** Record extracts follows **

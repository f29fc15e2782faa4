//! # configtxlator testkit
//!
//! Testing utilities for the configtxlator crates.
//!
//! ## Overview
//!
//! This crate provides:
//!
//! - **Golden vectors**: Envelope framing inputs with their expected bytes
//! - **Generators**: Proptest strategies for configuration trees
//! - **Fixtures**: Temporary MSP directories and a sample channel config
//!
//! ## Golden Vectors
//!
//! ```rust
//! use configtxlator_testkit::vectors::{all_vectors, wrap_vector};
//!
//! for vector in all_vectors() {
//!     assert_eq!(hex::encode(wrap_vector(&vector)), vector.expected_hex);
//! }
//! ```
//!
//! ## Test Fixtures
//!
//! ```rust
//! use configtxlator_testkit::fixtures::multi_party_msps;
//!
//! let msps = multi_party_msps(2);
//! assert_eq!(msps[1].msp_id(), "Org2MSP");
//! assert!(msps[0].path().join("keystore").is_dir());
//! ```

pub mod fixtures;
pub mod generators;
pub mod vectors;

pub use fixtures::{multi_party_msps, sample_config, TestMsp};
pub use generators::{config, config_group, ConfigPairParams};
pub use vectors::{all_vectors, wrap_vector, GoldenVector};
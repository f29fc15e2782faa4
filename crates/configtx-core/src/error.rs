//! Error types for the configuration wire model.

use std::fmt;

use thiserror::Error;

/// The step at which decoding failed.
#[derive(Debug, Clone, Copy, PartialEq, Eq)]
pub enum DecodeStage {
    /// Reading the raw input stream.
    StreamRead,
    /// Stripping the base64 transport wrapper.
    Base64,
    /// Parsing protobuf binary.
    Binary,
    /// Parsing the JSON projection.
    Json,
}

impl fmt::Display for DecodeStage {
    fn fmt(&self, f: &mut fmt::Formatter<'_>) -> fmt::Result {
        let s = match self {
            DecodeStage::StreamRead => "stream read",
            DecodeStage::Base64 => "base64",
            DecodeStage::Binary => "binary parse",
            DecodeStage::Json => "json parse",
        };
        f.write_str(s)
    }
}

/// Core errors that can occur while translating configuration messages.
#[derive(Debug, Error)]
pub enum CoreError {
    #[error("decode failed at {stage}: {message}")]
    Decode { stage: DecodeStage, message: String },

    #[error("encoding error: {0}")]
    Encode(String),

    #[error("unknown message name '{0}'")]
    UnknownMessageType(String),

    #[error("malformed envelope: {0}")]
    MalformedEnvelope(String),

    #[error("invalid signature")]
    InvalidSignature,

    #[error("invalid public key")]
    InvalidPublicKey,
}

impl CoreError {
    /// Shorthand for a binary decode failure.
    pub fn binary(err: impl fmt::Display) -> Self {
        CoreError::Decode {
            stage: DecodeStage::Binary,
            message: err.to_string(),
        }
    }

    /// Shorthand for a JSON decode failure.
    pub fn json(err: impl fmt::Display) -> Self {
        CoreError::Decode {
            stage: DecodeStage::Json,
            message: err.to_string(),
        }
    }
}

/// Result type for core operations.
pub type Result<T> = std::result::Result<T, CoreError>;

#[cfg(test)]
mod tests {
    use super::*;

    #[test]
    fn test_decode_error_names_stage() {
        let err = CoreError::binary("buffer underflow");
        assert_eq!(
            err.to_string(),
            "decode failed at binary parse: buffer underflow"
        );

        let err = CoreError::Decode {
            stage: DecodeStage::StreamRead,
            message: "broken pipe".into(),
        };
        assert!(err.to_string().contains("stream read"));
    }
}
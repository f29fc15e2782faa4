//! Error types for update computation and checking.

use thiserror::Error;

/// Errors that can occur while diffing or checking configurations.
#[derive(Debug, Error)]
pub enum UpdateError {
    /// One side of the diff has no channel group to compare.
    #[error("no channel group included for {0} config")]
    MissingChannelGroup(&'static str),

    /// Diagnostics could not be serialized.
    #[error("encoding error: {0}")]
    Encode(String),
}

/// Result type for update operations.
pub type Result<T> = std::result::Result<T, UpdateError>;
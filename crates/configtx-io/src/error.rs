//! Error types for the codec adapter.

use std::path::PathBuf;

use configtx_core::{CoreError, DecodeStage};
use thiserror::Error;

/// Errors that can occur while reading or writing messages.
#[derive(Debug, Error)]
pub enum CodecError {
    /// No input was named and this command does not read stdin.
    #[error("input unavailable: {0}")]
    InputUnavailable(String),

    /// The input stream could not be read.
    #[error("error reading {source_name}: {source}")]
    Read {
        source_name: String,
        #[source]
        source: std::io::Error,
    },

    /// The output sink could not be written.
    #[error("error writing {}: {source}", path.display())]
    Write {
        path: PathBuf,
        #[source]
        source: std::io::Error,
    },

    /// Decoding or encoding the message itself failed.
    #[error(transparent)]
    Core(#[from] CoreError),
}

impl CodecError {
    /// The decode stage, when this is a decode failure.
    pub fn decode_stage(&self) -> Option<DecodeStage> {
        match self {
            CodecError::Read { .. } => Some(DecodeStage::StreamRead),
            CodecError::Core(CoreError::Decode { stage, .. }) => Some(*stage),
            _ => None,
        }
    }
}

/// Result type for codec operations.
pub type Result<T> = std::result::Result<T, CodecError>;
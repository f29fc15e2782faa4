//! Read-set / write-set computation between two configurations.
//!
//! The read-set names the versions the update depends on; the write-set
//! carries the new content. Versions follow the commit rules of the
//! ordering service:
//!
//! - a modified value or policy is written at `version + 1`
//! - an added member is written at version 0
//! - a group whose membership or mod_policy changed is written at
//!   `version + 1` and lists every retained member at its current version
//! - a group with only modified members keeps its version and lists only
//!   the modified members
//!
//! Version arithmetic wraps, so an element at `u64::MAX` is written at 0.

use std::collections::BTreeMap;

use configtx_core::{Config, ConfigGroup, ConfigPolicy, ConfigUpdate, ConfigValue};
use tracing::debug;

use crate::error::{Result, UpdateError};

/// Computes the update that turns one configuration into another.
pub trait ConfigDiff: Send + Sync {
    /// Compute the delta. The returned update has no channel id set.
    fn compute(&self, original: &Config, updated: &Config) -> Result<ConfigUpdate>;
}

/// The standard read-set / write-set diff.
#[derive(Debug, Clone, Copy, Default)]
pub struct ReadWriteSetDiff;

impl ConfigDiff for ReadWriteSetDiff {
    fn compute(&self, original: &Config, updated: &Config) -> Result<ConfigUpdate> {
        let original_group = original
            .channel_group
            .as_ref()
            .ok_or(UpdateError::MissingChannelGroup("original"))?;
        let updated_group = updated
            .channel_group
            .as_ref()
            .ok_or(UpdateError::MissingChannelGroup("updated"))?;

        let delta = diff_group(original_group, updated_group);
        if !delta.changed {
            debug!("no differences between original and updated config");
            return Ok(ConfigUpdate::default());
        }

        debug!(
            read_version = delta.read.version,
            write_version = delta.write.version,
            "computed config update"
        );
        Ok(ConfigUpdate {
            read_set: Some(delta.read),
            write_set: Some(delta.write),
            ..Default::default()
        })
    }
}

// ────────────────────────────────────────────────────────────────────────────
// Leaf entries (values and policies)
// ────────────────────────────────────────────────────────────────────────────

trait Leaf: Clone {
    fn version(&self) -> u64;
    fn mod_policy(&self) -> &str;
    fn same_content(&self, other: &Self) -> bool;
    fn version_only(version: u64) -> Self;
    fn with_version(&self, version: u64) -> Self;
}

impl Leaf for ConfigValue {
    fn version(&self) -> u64 {
        self.version
    }

    fn mod_policy(&self) -> &str {
        &self.mod_policy
    }

    fn same_content(&self, other: &Self) -> bool {
        self.value == other.value
    }

    fn version_only(version: u64) -> Self {
        ConfigValue {
            version,
            ..Default::default()
        }
    }

    fn with_version(&self, version: u64) -> Self {
        ConfigValue {
            version,
            ..self.clone()
        }
    }
}

impl Leaf for ConfigPolicy {
    fn version(&self) -> u64 {
        self.version
    }

    fn mod_policy(&self) -> &str {
        &self.mod_policy
    }

    fn same_content(&self, other: &Self) -> bool {
        self.policy == other.policy
    }

    fn version_only(version: u64) -> Self {
        ConfigPolicy {
            version,
            ..Default::default()
        }
    }

    fn with_version(&self, version: u64) -> Self {
        ConfigPolicy {
            version,
            ..self.clone()
        }
    }
}

/// Per-map diff result.
struct MapDelta<T> {
    read: BTreeMap<String, T>,
    write: BTreeMap<String, T>,
    same: BTreeMap<String, T>,
    members_changed: bool,
}

impl<T> Default for MapDelta<T> {
    fn default() -> Self {
        Self {
            read: BTreeMap::new(),
            write: BTreeMap::new(),
            same: BTreeMap::new(),
            members_changed: false,
        }
    }
}

impl<T> MapDelta<T> {
    fn has_modifications(&self) -> bool {
        !self.read.is_empty() || !self.write.is_empty()
    }
}

fn diff_leaves<T: Leaf>(
    original: &BTreeMap<String, T>,
    updated: &BTreeMap<String, T>,
) -> MapDelta<T> {
    let mut delta = MapDelta::default();

    for (name, before) in original {
        let Some(after) = updated.get(name) else {
            delta.members_changed = true;
            continue;
        };

        if before.mod_policy() == after.mod_policy() && before.same_content(after) {
            delta.same.insert(name.clone(), T::version_only(before.version()));
        } else {
            delta
                .write
                .insert(name.clone(), after.with_version(before.version().wrapping_add(1)));
        }
    }

    for (name, after) in updated {
        if !original.contains_key(name) {
            delta.members_changed = true;
            delta.write.insert(name.clone(), after.with_version(0));
        }
    }

    delta
}

// ────────────────────────────────────────────────────────────────────────────
// Groups
// ────────────────────────────────────────────────────────────────────────────

struct GroupDelta {
    read: ConfigGroup,
    write: ConfigGroup,
    changed: bool,
}

fn diff_groups(
    original: &BTreeMap<String, ConfigGroup>,
    updated: &BTreeMap<String, ConfigGroup>,
) -> MapDelta<ConfigGroup> {
    let mut delta = MapDelta::default();

    for (name, before) in original {
        let Some(after) = updated.get(name) else {
            delta.members_changed = true;
            continue;
        };

        let child = diff_group(before, after);
        if child.changed {
            delta.read.insert(name.clone(), child.read);
            delta.write.insert(name.clone(), child.write);
        } else {
            delta.same.insert(name.clone(), child.read);
        }
    }

    for (name, after) in updated {
        if original.contains_key(name) {
            continue;
        }
        delta.members_changed = true;

        // Diffing against an empty group writes every member at version 0.
        let full = diff_group(&ConfigGroup::default(), after);
        delta.write.insert(
            name.clone(),
            ConfigGroup {
                version: 0,
                mod_policy: after.mod_policy.clone(),
                ..full.write
            },
        );
    }

    delta
}

fn diff_group(original: &ConfigGroup, updated: &ConfigGroup) -> GroupDelta {
    let mut policies = diff_leaves(&original.policies, &updated.policies);
    let mut values = diff_leaves(&original.values, &updated.values);
    let mut groups = diff_groups(&original.groups, &updated.groups);

    let structure_changed = policies.members_changed
        || values.members_changed
        || groups.members_changed
        || original.mod_policy != updated.mod_policy;

    if !structure_changed {
        if !policies.has_modifications()
            && !values.has_modifications()
            && !groups.has_modifications()
        {
            return GroupDelta {
                read: ConfigGroup::at_version(original.version),
                write: ConfigGroup::at_version(original.version),
                changed: false,
            };
        }

        return GroupDelta {
            read: ConfigGroup {
                version: original.version,
                policies: policies.read,
                values: values.read,
                groups: groups.read,
                ..Default::default()
            },
            write: ConfigGroup {
                version: original.version,
                policies: policies.write,
                values: values.write,
                groups: groups.write,
                ..Default::default()
            },
            changed: true,
        };
    }

    merge_same(&mut policies);
    merge_same(&mut values);
    merge_same(&mut groups);

    GroupDelta {
        read: ConfigGroup {
            version: original.version,
            policies: policies.read,
            values: values.read,
            groups: groups.read,
            ..Default::default()
        },
        write: ConfigGroup {
            version: original.version.wrapping_add(1),
            policies: policies.write,
            values: values.write,
            groups: groups.write,
            mod_policy: updated.mod_policy.clone(),
        },
        changed: true,
    }
}

fn merge_same<T: Clone>(delta: &mut MapDelta<T>) {
    for (name, entry) in std::mem::take(&mut delta.same) {
        delta.read.insert(name.clone(), entry.clone());
        delta.write.insert(name, entry);
    }
}
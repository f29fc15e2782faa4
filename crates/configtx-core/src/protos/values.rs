//! Well-known channel configuration values.
//!
//! A [`ConfigValue`](super::ConfigValue) only carries bytes; which message
//! those bytes hold is decided by the key the value is stored under. The
//! registry here covers the common channel-level and orderer-level values.
//! Values under any other key are passed through as base64.

use std::collections::BTreeMap;

use prost::{Enumeration, Message};
use serde::de::DeserializeOwned;
use serde::{Deserialize, Serialize};

use crate::json;

#[derive(Clone, PartialEq, Eq, Message, Serialize, Deserialize)]
#[serde(default)]
pub struct HashingAlgorithm {
    #[prost(string, tag = "1")]
    pub name: String,
}

#[derive(Clone, PartialEq, Eq, Message, Serialize, Deserialize)]
#[serde(default)]
pub struct BlockDataHashingStructure {
    #[prost(uint32, tag = "1")]
    pub width: u32,
}

#[derive(Clone, PartialEq, Eq, Message, Serialize, Deserialize)]
#[serde(default)]
pub struct OrdererAddresses {
    #[prost(string, repeated, tag = "1")]
    pub addresses: Vec<String>,
}

#[derive(Clone, PartialEq, Eq, Message, Serialize, Deserialize)]
#[serde(default)]
pub struct Consortium {
    #[prost(string, tag = "1")]
    pub name: String,
}

/// A single named capability. Carries no fields.
#[derive(Clone, PartialEq, Eq, Message, Serialize, Deserialize)]
pub struct Capability {}

#[derive(Clone, PartialEq, Eq, Message, Serialize, Deserialize)]
#[serde(default)]
pub struct Capabilities {
    #[prost(btree_map = "string, message", tag = "1")]
    pub capabilities: BTreeMap<String, Capability>,
}

#[derive(Clone, PartialEq, Eq, Message, Serialize, Deserialize)]
#[serde(default)]
pub struct BatchSize {
    #[prost(uint32, tag = "1")]
    pub max_message_count: u32,
    #[prost(uint32, tag = "2")]
    pub absolute_max_bytes: u32,
    #[prost(uint32, tag = "3")]
    pub preferred_max_bytes: u32,
}

#[derive(Clone, PartialEq, Eq, Message, Serialize, Deserialize)]
#[serde(default)]
pub struct BatchTimeout {
    #[prost(string, tag = "1")]
    pub timeout: String,
}

#[derive(Clone, Copy, Debug, PartialEq, Eq, Hash, PartialOrd, Ord, Enumeration)]
#[repr(i32)]
pub enum ConsensusState {
    StateNormal = 0,
    StateMaintenance = 1,
}

impl ConsensusState {
    pub fn as_str_name(&self) -> &'static str {
        match self {
            ConsensusState::StateNormal => "STATE_NORMAL",
            ConsensusState::StateMaintenance => "STATE_MAINTENANCE",
        }
    }

    pub fn from_str_name(name: &str) -> Option<Self> {
        match name {
            "STATE_NORMAL" => Some(ConsensusState::StateNormal),
            "STATE_MAINTENANCE" => Some(ConsensusState::StateMaintenance),
            _ => None,
        }
    }
}

#[derive(Clone, PartialEq, Eq, Message, Serialize, Deserialize)]
#[serde(default)]
pub struct ConsensusType {
    #[prost(string, tag = "1")]
    pub r#type: String,
    #[prost(bytes = "vec", tag = "2")]
    #[serde(with = "json::base64_bytes")]
    pub metadata: Vec<u8>,
    #[prost(enumeration = "ConsensusState", tag = "3")]
    #[serde(with = "json::consensus_state")]
    pub state: i32,
}

/// Value keys with a known message type.
pub const KNOWN_VALUE_KEYS: &[&str] = &[
    "HashingAlgorithm",
    "BlockDataHashingStructure",
    "OrdererAddresses",
    "Consortium",
    "Capabilities",
    "BatchSize",
    "BatchTimeout",
    "ConsensusType",
];

fn expand<M: Message + Default + Serialize>(bytes: &[u8]) -> Result<serde_json::Value, String> {
    let message = M::decode(bytes).map_err(|e| e.to_string())?;
    serde_json::to_value(&message).map_err(|e| e.to_string())
}

fn collapse<M: Message + DeserializeOwned>(value: serde_json::Value) -> Result<Vec<u8>, String> {
    let message: M = serde_json::from_value(value).map_err(|e| e.to_string())?;
    Ok(message.encode_to_vec())
}

/// Render value bytes stored under `key`.
pub fn value_to_json(key: &str, bytes: &[u8]) -> Result<serde_json::Value, String> {
    let expanded = match key {
        "HashingAlgorithm" => expand::<HashingAlgorithm>(bytes),
        "BlockDataHashingStructure" => expand::<BlockDataHashingStructure>(bytes),
        "OrdererAddresses" => expand::<OrdererAddresses>(bytes),
        "Consortium" => expand::<Consortium>(bytes),
        "Capabilities" => expand::<Capabilities>(bytes),
        "BatchSize" => expand::<BatchSize>(bytes),
        "BatchTimeout" => expand::<BatchTimeout>(bytes),
        "ConsensusType" => expand::<ConsensusType>(bytes),
        _ => return Ok(serde_json::Value::String(json::encode_base64(bytes))),
    };
    expanded.map_err(|e| format!("cannot unmarshal value '{}': {}", key, e))
}

/// Parse a JSON value stored under `key` back into bytes.
///
/// A JSON string is always taken as base64, so unknown and known keys can
/// both be given opaquely.
pub fn value_from_json(key: &str, value: serde_json::Value) -> Result<Vec<u8>, String> {
    let structured = match value {
        serde_json::Value::Null => return Ok(Vec::new()),
        serde_json::Value::String(text) => return json::decode_base64(&text),
        structured => structured,
    };

    let collapsed = match key {
        "HashingAlgorithm" => collapse::<HashingAlgorithm>(structured),
        "BlockDataHashingStructure" => collapse::<BlockDataHashingStructure>(structured),
        "OrdererAddresses" => collapse::<OrdererAddresses>(structured),
        "Consortium" => collapse::<Consortium>(structured),
        "Capabilities" => collapse::<Capabilities>(structured),
        "BatchSize" => collapse::<BatchSize>(structured),
        "BatchTimeout" => collapse::<BatchTimeout>(structured),
        "ConsensusType" => collapse::<ConsensusType>(structured),
        _ => Err("no message type registered for this key; give the value as base64".into()),
    };
    collapsed.map_err(|e| format!("invalid value '{}': {}", key, e))
}

/// Serde adapter for `ConfigGroup.values`, resolving each value by its key.
pub(crate) mod config_values {
    use std::collections::BTreeMap;

    use serde::de::{self, Deserializer};
    use serde::ser::{self, SerializeMap, Serializer};
    use serde::Deserialize;
    use serde_json::json;

    use super::{value_from_json, value_to_json};
    use crate::json::int_string;
    use crate::protos::ConfigValue;

    pub fn serialize<S: Serializer>(
        values: &BTreeMap<String, ConfigValue>,
        serializer: S,
    ) -> Result<S::Ok, S::Error> {
        let mut map = serializer.serialize_map(Some(values.len()))?;
        for (key, entry) in values {
            let value = value_to_json(key, &entry.value).map_err(ser::Error::custom)?;
            map.serialize_entry(
                key,
                &json!({
                    "mod_policy": entry.mod_policy,
                    "value": value,
                    "version": entry.version.to_string(),
                }),
            )?;
        }
        map.end()
    }

    pub fn deserialize<'de, D: Deserializer<'de>>(
        deserializer: D,
    ) -> Result<BTreeMap<String, ConfigValue>, D::Error> {
        #[derive(Default, Deserialize)]
        #[serde(default)]
        struct RawValue {
            #[serde(with = "int_string")]
            version: u64,
            mod_policy: String,
            value: serde_json::Value,
        }

        let raw =
            Option::<BTreeMap<String, RawValue>>::deserialize(deserializer)?.unwrap_or_default();
        raw.into_iter()
            .map(|(key, entry)| {
                let value = value_from_json(&key, entry.value).map_err(de::Error::custom)?;
                Ok((
                    key,
                    ConfigValue {
                        version: entry.version,
                        value,
                        mod_policy: entry.mod_policy,
                    },
                ))
            })
            .collect()
    }
}
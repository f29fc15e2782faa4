//! Input resolution and decoding.
//!
//! An [`Input`] names where bytes come from and how to read them. Base64 is
//! stripped from the raw stream first; the binary or JSON decode runs on the
//! result.

use std::fmt;
use std::io::Read;
use std::path::PathBuf;

use base64::engine::general_purpose::STANDARD;
use base64::Engine;
use configtx_core::codec;
use configtx_core::{CoreError, DecodeStage, DynMessage, MessageType, WireMessage};
use tracing::debug;

use crate::error::{CodecError, Result};

/// Where input bytes come from.
#[derive(Clone, PartialEq, Eq)]
pub enum InputSource {
    /// A file on disk.
    File(PathBuf),
    /// The process's standard input.
    Stdin,
    /// Bytes already in memory, e.g. an HTTP form field.
    Bytes(Vec<u8>),
}

impl InputSource {
    /// Pick the source for an optional path.
    ///
    /// An explicit path wins; otherwise stdin when the command allows it.
    pub fn resolve(path: Option<PathBuf>, allow_stdin: bool, what: &str) -> Result<Self> {
        match path {
            Some(path) => Ok(InputSource::File(path)),
            None if allow_stdin => Ok(InputSource::Stdin),
            None => Err(CodecError::InputUnavailable(format!(
                "no {} given and stdin is not accepted here",
                what
            ))),
        }
    }

    fn read_all(&self) -> Result<Vec<u8>> {
        match self {
            InputSource::File(path) => std::fs::read(path).map_err(|source| CodecError::Read {
                source_name: path.display().to_string(),
                source,
            }),
            InputSource::Stdin => {
                let mut buf = Vec::new();
                std::io::stdin()
                    .lock()
                    .read_to_end(&mut buf)
                    .map_err(|source| CodecError::Read {
                        source_name: "stdin".into(),
                        source,
                    })?;
                Ok(buf)
            }
            InputSource::Bytes(bytes) => Ok(bytes.clone()),
        }
    }
}

impl fmt::Debug for InputSource {
    fn fmt(&self, f: &mut fmt::Formatter<'_>) -> fmt::Result {
        match self {
            InputSource::File(path) => write!(f, "File({})", path.display()),
            InputSource::Stdin => f.write_str("Stdin"),
            InputSource::Bytes(bytes) => write!(f, "Bytes({} bytes)", bytes.len()),
        }
    }
}

/// A resolved input plus its format flags.
#[derive(Debug, Clone, PartialEq, Eq)]
pub struct Input {
    source: InputSource,
    base64: bool,
    json: bool,
}

impl Input {
    /// Read from the given source as raw protobuf binary.
    pub fn new(source: InputSource) -> Self {
        Self {
            source,
            base64: false,
            json: false,
        }
    }

    /// Read from a file.
    pub fn file(path: impl Into<PathBuf>) -> Self {
        Self::new(InputSource::File(path.into()))
    }

    /// Read from bytes in memory.
    pub fn bytes(bytes: impl Into<Vec<u8>>) -> Self {
        Self::new(InputSource::Bytes(bytes.into()))
    }

    /// Resolve an optional path, falling back to stdin when allowed.
    pub fn resolve(path: Option<PathBuf>, allow_stdin: bool, what: &str) -> Result<Self> {
        InputSource::resolve(path, allow_stdin, what).map(Self::new)
    }

    /// Strip a base64 wrapper before decoding.
    pub fn with_base64(mut self, base64: bool) -> Self {
        self.base64 = base64;
        self
    }

    /// Decode the JSON projection instead of binary.
    pub fn with_json(mut self, json: bool) -> Self {
        self.json = json;
        self
    }

    /// Where this input reads from.
    pub fn source(&self) -> &InputSource {
        &self.source
    }

    /// Read the stream and remove the base64 wrapper, if any.
    pub fn read_raw(&self) -> Result<Vec<u8>> {
        let raw = self.source.read_all()?;
        if !self.base64 {
            return Ok(raw);
        }

        let compact: Vec<u8> = raw
            .into_iter()
            .filter(|b| !b.is_ascii_whitespace())
            .collect();
        STANDARD.decode(&compact).map_err(|e| {
            CodecError::Core(CoreError::Decode {
                stage: DecodeStage::Base64,
                message: e.to_string(),
            })
        })
    }

    /// Read and decode a message of a statically known type.
    pub fn decode<M: WireMessage>(&self) -> Result<M> {
        let raw = self.read_raw()?;
        debug!(source = ?self.source, json = self.json, len = raw.len(), "decoding input");
        let message = if self.json {
            codec::from_json(&raw)?
        } else {
            codec::decode_binary(&raw)?
        };
        Ok(message)
    }

    /// Read and decode a message of a type chosen at runtime.
    pub fn decode_dyn(&self, message_type: &MessageType) -> Result<Box<dyn DynMessage>> {
        let raw = self.read_raw()?;
        debug!(
            source = ?self.source,
            message = message_type.name(),
            json = self.json,
            len = raw.len(),
            "decoding input"
        );
        Ok(message_type.decode(&raw, self.json)?)
    }
}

** End of Record extracts **

Prompt: How many lines of the listing include the string "failure"? Answer with the number alone.

Exercise output: 3